Dessa was a no-show. Dessa and Ralph Drinkwater. Well, I told myself, what goes around comes around. Here’s your personal history coming back to kick you in the teeth, Dominick. You betrayed both of them. Gave him up that night at the state police barracks. Gave your grieving wife up every night you’d wake up and hear her sobbing down the hall and just
lie
there.
Not
get out of bed.
Not
go to her, because it hurt too much. . . . Survival of the fittest, Birdsey: this was what it got you down the line.

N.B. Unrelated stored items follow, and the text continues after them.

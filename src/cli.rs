use clap::{Parser, Subcommand};
use foodseg_common::GalleryMode;
use std::path::PathBuf;

#[derive(Parser)]
#[command(name = "foodseg")]
#[command(about = "食品画像セグメンテーション ダッシュボード", long_about = None)]
pub struct Cli {
    #[command(subcommand)]
    pub command: Commands,

    /// 詳細ログを出力
    #[arg(short, long, global = true)]
    pub verbose: bool,

    /// APIのベースアドレス（設定ファイル・環境変数より優先）
    #[arg(long, global = true)]
    pub api_url: Option<String>,
}

#[derive(Subcommand)]
pub enum Commands {
    /// 選択可能なモデルを一覧表示
    Models,

    /// 画像をアップロードしてセグメンテーション
    Segment {
        /// 画像ファイル
        #[arg(required = true)]
        image: PathBuf,

        /// モデルID（省略時は設定の既定モデル）
        #[arg(short, long)]
        model: Option<String>,
    },

    /// サンプルギャラリーを表示・実行
    Gallery {
        /// curated / history
        #[arg(long)]
        mode: Option<GalleryMode>,

        /// 指定したギャラリー画像で実行
        #[arg(long)]
        run: Option<String>,

        /// モデルID
        #[arg(short, long)]
        model: Option<String>,
    },

    /// ログ履歴を表示
    Logs {
        /// ページ番号（1始まり）
        #[arg(short, long, default_value = "1")]
        page: u32,
    },

    /// ログのエントリを記録時のモデルで再実行
    Replay {
        /// ログID
        #[arg(required = true)]
        id: u64,

        /// エントリが載っているページ
        #[arg(short, long, default_value = "1")]
        page: u32,
    },

    /// 設定を表示/編集
    Config {
        /// APIベースアドレスを設定
        #[arg(long)]
        set_api_url: Option<String>,

        /// APIベースアドレスを削除
        #[arg(long)]
        clear_api_url: bool,

        /// 既定モデルを設定
        #[arg(long)]
        set_model: Option<String>,

        /// 設定を表示
        #[arg(long)]
        show: bool,
    },

    /// 対話式ダッシュボード
    Dashboard,
}
mod app;
mod cache;
mod io;
mod model;

use app::DesktopApp;
use foodseg_dashboard::config::Config;
use foodseg_dashboard::logging;

fn main() -> anyhow::Result<()> {
    logging::init(std::env::args().any(|a| a == "--verbose" || a == "-v"));

    let (config, status) = match Config::load() {
        Ok(config) => (config, String::new()),
        Err(err) => {
            tracing::warn!(error = %err, "config load failed; using defaults");
            (Config::default(), format!("Config load failed: {err}"))
        }
    };
    let app = DesktopApp::new(&config, status)?;

    let options = eframe::NativeOptions::default();
    eframe::run_native(
        "Food Segmentation Dashboard",
        options,
        Box::new(move |_cc| Box::new(app)),
    )
    .map_err(|err| anyhow::anyhow!("{err}"))
}
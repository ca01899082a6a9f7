//! 表示用のビューモデル
//!
//! CLIとデスクトップのどちらも同じ文言・書式で描画するための純粋関数群。

use crate::pagination::PaginationState;
use crate::types::{ImageVariant, LogEntry, Prediction, SegmentationResult};
use crate::urls::{processed_url, upload_url};

/// 値が無いときの表示
pub const PLACEHOLDER: &str = "—";
pub const UPLOAD_PROMPT: &str = "Please upload a pic first.";
pub const NO_LOGS: &str = "No logs yet.";

/// 信頼度を小数2桁＋%で表示
pub fn format_confidence(confidence: f64) -> String {
    format!("{:.2}%", confidence)
}

pub fn format_optional_confidence(confidence: Option<f64>) -> String {
    confidence.map(format_confidence).unwrap_or_else(|| PLACEHOLDER.to_string())
}

/// `"1. mici: 91.23%"` 形式の順位付き行
pub fn ranked_lines(labels: &[Prediction]) -> Vec<String> {
    labels
        .iter()
        .enumerate()
        .map(|(i, p)| format!("{}. {}: {}", i + 1, p.label, format_confidence(p.confidence)))
        .collect()
}

/// 画像の代替テキスト（先頭ラベル）
pub fn image_alt(labels: &[Prediction]) -> String {
    labels
        .first()
        .map(|p| format!("{} - {}", p.label, format_confidence(p.confidence)))
        .unwrap_or_else(|| "Segmentation result".to_string())
}

/// 結果パネルの表示内容
#[derive(Debug, Clone, PartialEq)]
pub enum ResultView {
    /// エラーバナー
    Error(String),
    /// まだ何も実行していない
    Prompt,
    Ranked {
        banner: String,
        lines: Vec<String>,
        alt: String,
        image_url: Option<String>,
    },
}

/// 結果パネル（状態は画像の切り替えのみ）
#[derive(Debug, Clone, Default)]
pub struct ResultPanel {
    variant: ImageVariant,
    shown_source: Option<String>,
}

impl ResultPanel {
    pub fn variant(&self) -> ImageVariant {
        self.variant
    }

    pub fn set_variant(&mut self, variant: ImageVariant) {
        self.variant = variant;
    }

    pub fn toggle(&mut self) {
        self.variant = self.variant.toggled();
    }

    /// 新しい元画像が届いたらセグメント表示に戻す
    pub fn sync(&mut self, result: &SegmentationResult) {
        if result.source_image_ref.is_some() && result.source_image_ref != self.shown_source {
            self.variant = ImageVariant::Segmented;
        }
        self.shown_source = result.source_image_ref.clone();
    }

    pub fn view(&self, result: &SegmentationResult, base: Option<&str>) -> ResultView {
        if let Some(error) = &result.error {
            return ResultView::Error(error.to_string());
        }
        let Some(model) = result.model_used.as_deref() else {
            return ResultView::Prompt;
        };

        let image_url = base.and_then(|base| self.image_url(result, base));
        ResultView::Ranked {
            banner: format!("Model Used: {}", model),
            lines: ranked_lines(&result.labels),
            alt: image_alt(&result.labels),
            image_url,
        }
    }

    fn image_url(&self, result: &SegmentationResult, base: &str) -> Option<String> {
        match self.variant {
            ImageVariant::Segmented => result
                .processed_image_ref
                .as_deref()
                .map(|r| processed_url(base, r)),
            ImageVariant::Original => result
                .source_image_ref
                .as_deref()
                .map(|r| upload_url(base, r)),
        }
    }
}

/// ログ表の1行
#[derive(Debug, Clone, PartialEq, Eq)]
pub struct LogRow {
    pub id: String,
    pub image: String,
    pub model: String,
    pub prediction: String,
    pub confidence: String,
    pub date: String,
}

impl From<&LogEntry> for LogRow {
    fn from(entry: &LogEntry) -> Self {
        Self {
            id: entry.id.to_string(),
            image: entry.image_ref.clone(),
            model: entry.model_id.clone(),
            prediction: entry.prediction().unwrap_or(PLACEHOLDER).to_string(),
            confidence: format_optional_confidence(entry.confidence),
            date: entry.timestamp.clone(),
        }
    }
}

/// 詳細表示の項目（ラベル, 値）
pub fn detail_fields(entry: &LogEntry) -> Vec<(&'static str, String)> {
    vec![
        ("Model", crate::catalog::label_for(&entry.model_id).to_string()),
        ("Best Prediction", entry.prediction().unwrap_or(PLACEHOLDER).to_string()),
        ("Highest Confidence", format_optional_confidence(entry.confidence)),
        (
            "Total Detections",
            entry
                .detection_count
                .map(|n| n.to_string())
                .unwrap_or_else(|| PLACEHOLDER.to_string()),
        ),
        ("Date", entry.timestamp.clone()),
        ("Image", entry.image_ref.clone()),
    ]
}

pub fn page_caption(pagination: &PaginationState) -> String {
    format!("Page {}/{}", pagination.display_page(), pagination.total_pages())
}

pub fn total_caption(pagination: &PaginationState) -> String {
    format!("{} total records", pagination.total_items())
}
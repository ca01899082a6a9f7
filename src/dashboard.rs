//! 端末用ダッシュボード
//!
//! 結果パネル・ログ表・ギャラリーの描画と、dialoguer による対話メニュー。

use crate::api::SegmentBackend;
use crate::error::Result;
use crate::session::Session;
use dialoguer::theme::ColorfulTheme;
use dialoguer::{Input, Select};
use foodseg_common::render::{self, LogRow};
use foodseg_common::{catalog, GalleryMode, PageNav, ResultView};
use indicatif::{ProgressBar, ProgressStyle};
use std::path::PathBuf;
use std::time::Duration;

/// 通信中のスピナー
pub fn spinner(message: &str) -> ProgressBar {
    let pb = ProgressBar::new_spinner();
    pb.set_style(
        ProgressStyle::default_spinner()
            .template("{spinner:.cyan} {msg}")
            .unwrap_or_else(|_| ProgressStyle::default_spinner()),
    );
    pb.set_message(message.to_string());
    pb.enable_steady_tick(Duration::from_millis(100));
    pb
}

pub fn print_models(selected: &str) {
    println!("モデル一覧:");
    for option in catalog::list() {
        let mark = if option.id == selected { "*" } else { " " };
        println!(" {} {:<34} {}", mark, option.id, option.label);
    }
}

pub fn print_result(view: &ResultView) {
    println!("\n== Segmentation Results ==");
    match view {
        ResultView::Error(message) => println!("✖ {}", message),
        ResultView::Prompt => println!("⚠ {}", render::UPLOAD_PROMPT),
        ResultView::Ranked { banner, lines, alt, image_url } => {
            println!("✔ {}", banner);
            for line in lines {
                println!("  {}", line);
            }
            if let Some(url) = image_url {
                println!("  画像: {} ({})", url, alt);
            }
        }
    }
}

pub fn print_logs<B: SegmentBackend>(session: &Session<B>) {
    let history = session.history();
    println!("\n== Logs ==");
    if let Some(notice) = session.logs_notice() {
        println!("⚠ {}", notice);
    }

    if history.is_empty() {
        println!("  {}", render::NO_LOGS);
    } else {
        println!(
            "  {:>5}  {:<28} {:<24} {:<16} {:>10}  {}",
            "ID", "Image", "Model", "Best Prediction", "Confidence", "Date"
        );
        for entry in history.entries() {
            let row = LogRow::from(entry);
            println!(
                "  {:>5}  {:<28} {:<24} {:<16} {:>10}  {}",
                row.id, row.image, row.model, row.prediction, row.confidence, row.date
            );
        }
    }

    let pagination = history.pagination();
    println!(
        "  {}  |  {}",
        render::page_caption(pagination),
        render::total_caption(pagination)
    );
}

pub fn print_gallery<B: SegmentBackend>(session: &Session<B>) {
    let gallery = session.gallery();
    println!("\n== {} ==", gallery.mode().title());
    if gallery.items().is_empty() {
        println!("  {}", gallery.mode().empty_message());
        return;
    }
    for item in gallery.items() {
        println!("  [{}] {}", item.id, item.image_ref);
    }
}

pub fn print_detail<B: SegmentBackend>(session: &Session<B>) {
    let Some(detail) = session.history().detail() else {
        return;
    };
    let entry = detail.entry();
    println!("\n== Log #{} ==", entry.id);
    if let Some(url) = session.log_image_url() {
        println!("  {}: {}", detail.variant().label(), url);
    }
    for (label, value) in render::detail_fields(entry) {
        println!("  {:<20} {}", label, value);
    }
    if !detail.can_toggle() {
        println!("  (segmented image not available)");
    }
}

#[derive(Clone, Copy)]
enum MenuAction {
    Upload,
    ChooseModel,
    Gallery,
    SwitchGallery,
    ToggleResultImage,
    Page(PageNav),
    ReloadLogs,
    OpenLog,
    ToggleLogImage,
    RunAgain,
    CloseLog,
    Quit,
}

fn menu<B: SegmentBackend>(session: &Session<B>) -> Vec<(MenuAction, String)> {
    let history = session.history();
    let mut actions = vec![
        (MenuAction::Upload, "画像をアップロード".to_string()),
        (
            MenuAction::ChooseModel,
            format!("モデルを選択 ({})", catalog::label_for(session.selected_model())),
        ),
        (MenuAction::Gallery, format!("{}から選ぶ", session.gallery().mode().title())),
        (MenuAction::SwitchGallery, "ギャラリー切替 (Curated/History)".to_string()),
    ];

    if matches!(session.result_view(), ResultView::Ranked { .. }) {
        actions.push((MenuAction::ToggleResultImage, "結果画像の切替 (Original/Segmented)".to_string()));
    }

    for (nav, label) in [
        (PageNav::Previous, "Previous"),
        (PageNav::Next, "Next"),
        (PageNav::First, "First"),
        (PageNav::Last, "Last"),
    ] {
        if history.can_navigate(nav) {
            actions.push((MenuAction::Page(nav), format!("ログ: {}", label)));
        }
    }
    actions.push((MenuAction::ReloadLogs, "ログ: Reload".to_string()));

    if !history.entries().is_empty() {
        actions.push((MenuAction::OpenLog, "ログの詳細を開く".to_string()));
    }
    if let Some(detail) = history.detail() {
        if detail.can_toggle() {
            actions.push((MenuAction::ToggleLogImage, "詳細画像の切替".to_string()));
        }
        actions.push((MenuAction::RunAgain, format!("Run again (#{})", detail.entry().id)));
        actions.push((MenuAction::CloseLog, "詳細を閉じる".to_string()));
    }

    actions.push((MenuAction::Quit, "終了".to_string()));
    actions
}

/// 対話式ダッシュボードを実行
pub async fn run_interactive<B: SegmentBackend>(session: &mut Session<B>) -> Result<()> {
    let theme = ColorfulTheme::default();

    let pb = spinner("読み込み中...");
    session.start().await;
    pb.finish_and_clear();

    loop {
        print_result(&session.result_view());
        print_logs(session);
        print_detail(session);

        let actions = menu(session);
        let labels: Vec<&str> = actions.iter().map(|(_, label)| label.as_str()).collect();
        let choice = Select::with_theme(&theme)
            .with_prompt("操作")
            .items(&labels)
            .default(0)
            .interact()?;

        match actions[choice].0 {
            MenuAction::Upload => {
                let path: String = Input::with_theme(&theme)
                    .with_prompt("画像ファイルのパス")
                    .interact_text()?;
                let pb = spinner("セグメンテーション中...");
                session.upload(&PathBuf::from(path.trim())).await;
                pb.finish_and_clear();
            }
            MenuAction::ChooseModel => {
                let options = catalog::list();
                let labels: Vec<&str> = options.iter().map(|o| o.label).collect();
                let current = options
                    .iter()
                    .position(|o| o.id == session.selected_model())
                    .unwrap_or(0);
                let idx = Select::with_theme(&theme)
                    .with_prompt("モデル")
                    .items(&labels)
                    .default(current)
                    .interact()?;
                session.select_model(options[idx].id);
            }
            MenuAction::Gallery => {
                print_gallery(session);
                let items: Vec<String> = session
                    .gallery()
                    .items()
                    .iter()
                    .map(|item| item.image_ref.clone())
                    .collect();
                if items.is_empty() {
                    continue;
                }
                let idx = Select::with_theme(&theme)
                    .with_prompt(format!("Run with {}", session.selected_model()))
                    .items(&items)
                    .default(0)
                    .interact()?;
                let pb = spinner("セグメンテーション中...");
                session.run_gallery(&items[idx]).await;
                pb.finish_and_clear();
            }
            MenuAction::SwitchGallery => {
                let next = match session.gallery().mode() {
                    GalleryMode::Curated => GalleryMode::History,
                    GalleryMode::History => GalleryMode::Curated,
                };
                session.set_gallery_mode(next).await;
                print_gallery(session);
            }
            MenuAction::ToggleResultImage => session.toggle_result_image(),
            MenuAction::Page(nav) => {
                let pb = spinner("ログ取得中...");
                session.navigate(nav).await;
                pb.finish_and_clear();
            }
            MenuAction::ReloadLogs => {
                let pb = spinner("ログ取得中...");
                session.reload_logs().await;
                pb.finish_and_clear();
            }
            MenuAction::OpenLog => {
                let entries: Vec<(u64, String)> = session
                    .history()
                    .entries()
                    .iter()
                    .map(|e| (e.id, format!("#{} {} ({})", e.id, e.image_ref, e.model_id)))
                    .collect();
                let labels: Vec<&str> = entries.iter().map(|(_, label)| label.as_str()).collect();
                let idx = Select::with_theme(&theme)
                    .with_prompt("ログ")
                    .items(&labels)
                    .default(0)
                    .interact()?;
                session.open_log(entries[idx].0);
            }
            MenuAction::ToggleLogImage => {
                session.toggle_log_image();
            }
            MenuAction::RunAgain => {
                let pb = spinner("再実行中...");
                session.replay().await;
                pb.finish_and_clear();
            }
            MenuAction::CloseLog => session.close_log(),
            MenuAction::Quit => break,
        }
    }

    Ok(())
}
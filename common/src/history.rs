//! ログ履歴ブラウザ
//!
//! `{page, total, entries, loading}` の状態機械。
//! 取得そのものは呼び出し側が行い、結果を `complete` で戻す。
//! 発行のたびに世代番号を進め、古い世代の応答は捨てる。

use crate::pagination::{PageNav, PaginationState};
use crate::store::ReloadToken;
use crate::types::{ImageVariant, LogEntry, LogPage};
use crate::urls::{segmented_url, upload_url, with_cache_bust};

/// ログ表のページサイズ
pub const LOGS_PAGE_SIZE: u32 = 5;

/// 発行済みの取得要求
#[derive(Debug, Clone, Copy, PartialEq, Eq)]
pub struct FetchTicket {
    pub page: u32,
    pub page_size: u32,
    generation: u64,
}

/// 再実行の要求（エントリ自身のモデルを使う）
///
/// 完了時に `finish_replay` へそのまま戻す。
#[derive(Debug, Clone, PartialEq, Eq)]
pub struct ReplayRequest {
    pub entry_id: u64,
    pub image_ref: String,
    pub model_id: String,
    generation: u64,
}

/// 選択中エントリの詳細表示
#[derive(Debug, Clone, PartialEq)]
pub struct DetailView {
    entry: LogEntry,
    variant: ImageVariant,
    cache_bust: u64,
    segmented_ready: bool,
}

impl DetailView {
    fn new(entry: LogEntry, cache_bust: u64) -> Self {
        let segmented_ready = entry.has_segmented_variant();
        Self {
            entry,
            variant: ImageVariant::Original,
            cache_bust,
            segmented_ready,
        }
    }

    pub fn entry(&self) -> &LogEntry {
        &self.entry
    }

    pub fn variant(&self) -> ImageVariant {
        self.variant
    }

    pub fn cache_bust(&self) -> u64 {
        self.cache_bust
    }

    /// セグメント画像が無いはずの間は切り替え不可
    pub fn can_toggle(&self) -> bool {
        self.segmented_ready
    }

    pub fn toggle(&mut self) -> bool {
        if !self.can_toggle() {
            return false;
        }
        self.variant = self.variant.toggled();
        true
    }

    /// 表示中の画像アドレス（キャッシュ回避付き）
    pub fn image_url(&self, base: &str) -> String {
        let url = match self.variant {
            ImageVariant::Original => upload_url(base, &self.entry.image_ref),
            ImageVariant::Segmented => segmented_url(base, &self.entry.image_ref),
        };
        with_cache_bust(&url, self.cache_bust)
    }

    // 時計が戻っても単調増加を保つ
    fn bump_cache(&mut self, supplied: u64) {
        self.cache_bust = supplied.max(self.cache_bust + 1);
    }
}

#[derive(Debug, Clone)]
pub struct HistoryBrowser {
    pagination: PaginationState,
    entries: Vec<LogEntry>,
    loading: bool,
    generation: u64,
    reload_token: ReloadToken,
    detail: Option<DetailView>,
    last_cache_bust: u64,
    replay_generation: u64,
    // 実行中の再実行の世代（詳細を開き直しても残る）
    replay_in_flight: Option<u64>,
}

impl Default for HistoryBrowser {
    fn default() -> Self {
        Self::new(LOGS_PAGE_SIZE)
    }
}

impl HistoryBrowser {
    pub fn new(page_size: u32) -> Self {
        Self {
            pagination: PaginationState::new(page_size),
            entries: Vec::new(),
            loading: false,
            generation: 0,
            reload_token: ReloadToken::default(),
            detail: None,
            last_cache_bust: 0,
            replay_generation: 0,
            replay_in_flight: None,
        }
    }

    pub fn pagination(&self) -> &PaginationState {
        &self.pagination
    }

    pub fn entries(&self) -> &[LogEntry] {
        &self.entries
    }

    pub fn is_loading(&self) -> bool {
        self.loading
    }

    /// 「ログなし」表示の条件
    pub fn is_empty(&self) -> bool {
        !self.loading && self.entries.is_empty()
    }

    fn issue(&mut self) -> FetchTicket {
        self.generation += 1;
        self.loading = true;
        FetchTicket {
            page: self.pagination.page(),
            page_size: self.pagination.page_size(),
            generation: self.generation,
        }
    }

    // 1ページ目ならその場で再取得、それ以外は1ページ目へ移動して取得
    fn refresh_first_page(&mut self) -> FetchTicket {
        if self.pagination.page() != 1 {
            self.pagination.set_page(1);
        }
        self.issue()
    }

    /// 初回取得
    pub fn start(&mut self) -> FetchTicket {
        self.issue()
    }

    /// 手動リロード（取得中は無効）
    pub fn reload(&mut self) -> Option<FetchTicket> {
        if self.loading {
            return None;
        }
        Some(self.refresh_first_page())
    }

    /// 外部のリロードトークンを反映
    ///
    /// 変化がなければ何もしない。変化すれば必ず1件だけ要求を出す。
    pub fn observe_reload_token(&mut self, token: ReloadToken) -> Option<FetchTicket> {
        if token == self.reload_token {
            return None;
        }
        self.reload_token = token;
        Some(self.refresh_first_page())
    }

    pub fn can_navigate(&self, nav: PageNav) -> bool {
        !self.loading && self.pagination.can_go(nav)
    }

    pub fn navigate(&mut self, nav: PageNav) -> Option<FetchTicket> {
        if self.loading {
            return None;
        }
        let target = self.pagination.target(nav)?;
        self.pagination.set_page(target);
        Some(self.issue())
    }

    /// ページ番号を直接指定（総件数が未取得でも可、上限は表示側で丸める）
    pub fn go_to(&mut self, page: u32) -> Option<FetchTicket> {
        if self.loading {
            return None;
        }
        self.pagination.set_page(page);
        Some(self.issue())
    }

    pub fn is_current(&self, ticket: &FetchTicket) -> bool {
        ticket.generation == self.generation
    }

    /// 取得結果を反映
    ///
    /// 古い世代なら捨てて false。失敗時は前のページを残さず空にする。
    pub fn complete<E>(&mut self, ticket: FetchTicket, outcome: Result<LogPage, E>) -> bool {
        if !self.is_current(&ticket) {
            return false;
        }
        match outcome {
            Ok(page) => {
                self.entries = page.items;
                self.pagination.set_total_items(page.total);
            }
            Err(_) => {
                self.entries.clear();
                self.pagination.set_total_items(0);
            }
        }
        self.loading = false;
        true
    }

    /// エントリの詳細を開く（元画像表示から開始）
    pub fn open_detail(&mut self, id: u64, cache_bust: u64) -> bool {
        let Some(entry) = self.entries.iter().find(|e| e.id == id).cloned() else {
            return false;
        };
        let cache_bust = cache_bust.max(self.last_cache_bust + 1);
        self.last_cache_bust = cache_bust;
        self.detail = Some(DetailView::new(entry, cache_bust));
        true
    }

    pub fn close_detail(&mut self) {
        self.detail = None;
    }

    pub fn detail(&self) -> Option<&DetailView> {
        self.detail.as_ref()
    }

    /// 再実行中は切り替えない
    pub fn toggle_detail_variant(&mut self) -> bool {
        if self.replay_in_flight.is_some() {
            return false;
        }
        self.detail.as_mut().is_some_and(|d| d.toggle())
    }

    pub fn is_replaying(&self) -> bool {
        self.replay_in_flight.is_some()
    }

    /// 「もう一度実行」を開始（実行中は別のエントリでも無効）
    pub fn begin_replay(&mut self) -> Option<ReplayRequest> {
        if self.replay_in_flight.is_some() {
            return None;
        }
        let detail = self.detail.as_ref()?;
        self.replay_generation += 1;
        self.replay_in_flight = Some(self.replay_generation);
        Some(ReplayRequest {
            entry_id: detail.entry.id,
            image_ref: detail.entry.image_ref.clone(),
            model_id: detail.entry.model_id.clone(),
            generation: self.replay_generation,
        })
    }

    /// 再実行の完了
    ///
    /// 成功時はセグメント表示に切り替え、キャッシュ回避トークンを進める。
    /// 古い要求や、別のエントリを表示中なら詳細は変えずに false。
    pub fn finish_replay(&mut self, request: &ReplayRequest, success: bool, cache_bust: u64) -> bool {
        if self.replay_in_flight != Some(request.generation) {
            return false;
        }
        self.replay_in_flight = None;
        let Some(detail) = self.detail.as_mut().filter(|d| d.entry.id == request.entry_id) else {
            return false;
        };
        if success {
            detail.segmented_ready = true;
            detail.variant = ImageVariant::Segmented;
            detail.bump_cache(cache_bust);
            self.last_cache_bust = detail.cache_bust;
        }
        true
    }
}
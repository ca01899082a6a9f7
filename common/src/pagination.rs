//! ページング状態

/// ページ移動
#[derive(Debug, Clone, Copy, PartialEq, Eq)]
pub enum PageNav {
    First,
    Previous,
    Next,
    Last,
}

/// `{page (1始まり), total_items, page_size}`
#[derive(Debug, Clone, Copy, PartialEq, Eq)]
pub struct PaginationState {
    page: u32,
    total_items: u64,
    page_size: u32,
}

impl PaginationState {
    pub fn new(page_size: u32) -> Self {
        Self {
            page: 1,
            total_items: 0,
            page_size: page_size.max(1),
        }
    }

    pub fn page(&self) -> u32 {
        self.page
    }

    pub fn total_items(&self) -> u64 {
        self.total_items
    }

    pub fn page_size(&self) -> u32 {
        self.page_size
    }

    /// 総ページ数（0件でも1ページ）
    pub fn total_pages(&self) -> u32 {
        let pages = self.total_items.div_ceil(u64::from(self.page_size)).max(1);
        u32::try_from(pages).unwrap_or(u32::MAX)
    }

    /// 件数が減った後の古いページ番号を丸めた表示用ページ
    pub fn display_page(&self) -> u32 {
        self.page.min(self.total_pages())
    }

    /// 移動先ページ。境界にいて動けない場合は None
    pub fn target(&self, nav: PageNav) -> Option<u32> {
        let total_pages = self.total_pages();
        match nav {
            PageNav::First | PageNav::Previous if self.page <= 1 => None,
            PageNav::Next | PageNav::Last if self.page >= total_pages => None,
            PageNav::First => Some(1),
            PageNav::Previous => Some((self.page - 1).clamp(1, total_pages)),
            PageNav::Next => Some((self.page + 1).min(total_pages)),
            PageNav::Last => Some(total_pages),
        }
    }

    pub fn can_go(&self, nav: PageNav) -> bool {
        self.target(nav).is_some()
    }

    pub(crate) fn set_page(&mut self, page: u32) {
        self.page = page.max(1);
    }

    pub(crate) fn set_total_items(&mut self, total_items: u64) {
        self.total_items = total_items;
    }
}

The priest was goofy—not one of the regulars over at St. Mary’s, but someone they’d had to dig up from Danielson. I felt bad for Ray. He’d been volunteering over at St. Anthony’s for more than twenty years—plumbing, electrical work, yard work every spring and fall. But not
one
of those three priests could wiggle out of his “previous commitment.” . . . Father LaVie, this guy’s name was. He reminded me of someone—I couldn’t quite think of who. He’d sounded young over the phone, but then, in person, he
wasn’t
young. Late fifties, maybe? Early sixties? Shows up at the cemetery wearing sandals instead of shoes and socks. What was
that
all about? Trying to play Jesus or something? Like I said, it was warm for April, but it wasn’t
that
warm.

It hurt, though, whether I deserved it or not: Dessa’s not being there. All during the service, I kept waiting for her late arrival—kept picturing in my head how I’d gesture her over next to me when she got there. Hold her hand, maybe. Because our history was
more
than just the crash-and-burn ending. And because Thomas had loved her, too. “Dessa’s my very, very, VERY best friend,” he used to say. He told me that lots of times. . . . A car door slammed in the middle of things, and I thought,
here
she is.
Here’s
Dess. But it was Lisa Sheffer, hustling down the hill, her trenchcoat flapping behind her. Good old Sheffer, late as usual.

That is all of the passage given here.